» The problem
Once the line with "pub mod key;" is found, repeat exactly that line and every one after it until the data below ends, including the last line.

» Working data
=== Section Start ===
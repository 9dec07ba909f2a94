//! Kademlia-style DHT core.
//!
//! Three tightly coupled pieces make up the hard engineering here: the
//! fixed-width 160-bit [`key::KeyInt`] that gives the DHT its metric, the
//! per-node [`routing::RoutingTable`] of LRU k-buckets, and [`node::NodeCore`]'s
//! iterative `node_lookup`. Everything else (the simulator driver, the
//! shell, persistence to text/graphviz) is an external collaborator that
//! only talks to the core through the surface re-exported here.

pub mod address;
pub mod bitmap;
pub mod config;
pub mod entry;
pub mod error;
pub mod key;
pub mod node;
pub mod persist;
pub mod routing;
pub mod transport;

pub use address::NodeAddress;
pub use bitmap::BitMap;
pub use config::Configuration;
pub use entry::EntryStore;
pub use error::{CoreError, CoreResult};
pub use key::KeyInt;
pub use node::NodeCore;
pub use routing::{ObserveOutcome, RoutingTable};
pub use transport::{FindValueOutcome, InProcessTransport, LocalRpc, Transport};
=== Section End ===
» Your response
pub mod key;
pub mod node;
pub mod persist;
pub mod routing;
pub mod transport;

pub use address::NodeAddress;
pub use bitmap::BitMap;
pub use config::Configuration;
pub use entry::EntryStore;
pub use error::{CoreError, CoreResult};
pub use key::KeyInt;
pub use node::NodeCore;
pub use routing::{ObserveOutcome, RoutingTable};
pub use transport::{FindValueOutcome, InProcessTransport, LocalRpc, Transport};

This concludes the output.